Exhibit 10.49
EXECUTION COPY
ASSIGNMENT AND ASSUMPTION AGREEMENT
This Assignment and Assumption Agreement is made and entered into as of
the 1st day of April, 1998, by and between Spardee's Realty, Inc., an Alabama
corporation (the "Assignor"), and Quincy's Realty, Inc., an Alabama corporation
(the "Assignee").
Reference is made to that certain Loan Agreement, dated as of November
1, 1990, between the Assignor, as borrower, and Secured Restaurants Trust (the
"Issuer") in the original principal amount of One Hundred Thirty Million Dollars
($130,000,000) (as amended as of the date hereof, the "Spardee's Loan
Agreement"). Capitalized terms used herein and not otherwise defined shall have
the meanings assigned to them in the Spardee's Loan Agreement. The Spardee's
Loan Agreement was entered into concurrently with that certain Loan Agreement,
dated as November 1, 1990, between Assignee, as borrower, and the Issuer, in the
original principal amount of Ninety-Five Million Dollars ($95,000,000) (as
amended as of the date hereof, the "Quincy's Loan Agreement", and collectively
with the Spardee's Loan Agreement, the "Loan Agreements"), and certain other
agreements and instruments relating to the Loan Agreements (the "SRT Financing
Documents").
Reference is also made to the Stock Purchase Agreement dated February
18, 1998 among Advantica Restaurant Group, Inc. ("Advantica"), Spartan Holdings,
Inc. ("Spartan"), Flagstar Enterprises, Inc. ("FEI"), and CKE Restaurants, Inc.
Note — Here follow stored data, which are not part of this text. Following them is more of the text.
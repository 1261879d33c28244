use serde::{Deserialize, Serialize};
use serde_json::Value;

use crate::dto::draft_dto::{DraftSnapshot, TournamentSnapshot};

#[derive(Debug, Deserialize, Clone, PartialEq)]
#[serde(rename_all = "camelCase")]
pub struct JoinData {
    pub participant_name: String,
}

#[derive(Debug, Deserialize, Clone, PartialEq)]
#[serde(rename_all = "camelCase")]
pub struct MakePickData {
    #[serde(default)]
    pub participant_name: Option<String>,
    pub player_id: i64,
}

/// Envelopes a viewer sends over its draft socket.
#[derive(Debug, Deserialize, Clone, PartialEq)]
#[serde(tag = "type", content = "data", rename_all = "camelCase")]
pub enum ClientMessage {
    Join(JoinData),
    MakePick(MakePickData),
}

#[derive(Debug, Serialize, Deserialize, Clone, PartialEq)]
#[serde(rename_all = "camelCase")]
pub struct JoinedData {
    pub participant_name: Option<String>,
}

#[derive(Debug, Serialize, Deserialize, Clone, PartialEq)]
pub struct PickErrorData {
    pub error: String,
    pub code: String,
    #[serde(skip_serializing_if = "Option::is_none")]
    pub detail: Option<Value>,
}

/// Envelopes the server pushes to viewers.
#[derive(Debug, Serialize, Deserialize, Clone, PartialEq)]
#[serde(tag = "type", content = "data", rename_all = "camelCase")]
pub enum ServerMessage {
    Joined(JoinedData),
    DraftState(DraftSnapshot),
    TournamentState(TournamentSnapshot),
    PickError(PickErrorData),
}

impl ServerMessage {
    pub fn kind(&self) -> &'static str {
        match self {
            ServerMessage::Joined(_) => "joined",
            ServerMessage::DraftState(_) => "draftState",
            ServerMessage::TournamentState(_) => "tournamentState",
            ServerMessage::PickError(_) => "pickError",
        }
    }
}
("Purchase Agreement") pursuant to which Spartan has this day sold to CKE
Restaurants, Inc. (the "Buyer") the stock of FEI (the "FEI Stock Sale"). The
Assignor is the wholly owned subsidiary of FEI. Under the provisions of the
Purchase Agreement, Advantica and Spartan are required, among other things, as
applicable, to deliver to Buyer evidence of the release of FEI and the Assignor
and their assets from any obligations and liens relating to the SRT Financing
Documents.
Concurrently with the closing of the FEI Stock Sale (the "Closing") and
in order to effect the release of certain obligations and liens relating to the
SRT Financing Documents in connection therewith, Advantica, Spartan, the
Assignor and the Assignee, together with the other requisite parties to the SRT
Financing Documents, have undertaken to effect a defeasance of the Mortgage
Notes underlying the Loan Agreements in accordance with the terms of such Loan
Agreements (and certain waivers, consents, and directions from the Controlling
Party provided pursuant to the terms and provisions of the SRT Financing
Documents) (the "Defeasance Transaction"). As a result of the Defeasance
Transaction, among other things, FEI and the Assignor and their assets shall be
released from any obligations and liens relating to the SRT Financing Documents,
and the other Collateral under the Collateral Assignment Agreement (other than
the Borrower Collateral (as defined in the Second Amendment to the Loan
Agreement)) shall be released from any lien, security interest or encumbrance,
charge or other claim of any kind, character or nature whatsoever securing,
arising out of or in any way connected with or relating to the SRT Financing
Documents.
In order to effect such Defeasance Transaction and the release of FEI
and the Assignor in connection therewith, Assignee is required to (a) assume all
of the obligations and take an assignment of the rights of Assignor under the
Spardee's Loan Agreement and the Mortgage Notes thereunder and (b) take an
assignment of all amounts held (including all cash, Eligible Investments and
Defeasance Eligible Investments already on deposit with the Collateral Agent) by
the Collateral Agent in the name of Assignor in the Accounts (as defined in the
Collateral Assignment Agreement) (the "Spardee's Reserve Amount"). Concurrently
with the execution and delivery of this Assignment and Assumption Agreement, and
the consummation of the FEI Stock Sale, Assignee shall also receive a portion of
the proceeds of the FEI Stock Sale to be used for the purchase of Defeasance
Eligible Investments sufficient, together with the (i) Spardee's Reserve Amount,
and (ii) all amounts (including all cash, Eligible Investments (to be liquidated
in connection herewith) and Defeasance Eligible Investments already on deposit
with the Collateral Agent) held by the Collateral Agent in the name of Assignee
in the Accounts, and application of all such cash and Eligible Investments
described in (i) and (ii) to purchase Defeasance Eligible Investments to effect
the Defeasance Transaction.
In consideration of the foregoing, the Assignor hereby transfers and
assigns to Assignee all of Assignor's right, title and interest in and to the
Spardee's Loan Agreement and the Mortgage Notes thereunder and any related Loan
Documents, as applicable, and all of Assignor's right, title and interest in and
to the Spardee's Reserve Amount, and Assignee hereby assumes all liabilities and
obligations and agrees to perform and discharge each and all obligations of
Assignor under the Spardee's Loan Agreement and the Mortgage Notes thereunder
and any related Loan Documents, as applicable, and in respect of the Spardee's
Reserve Amount, when and as the same become due.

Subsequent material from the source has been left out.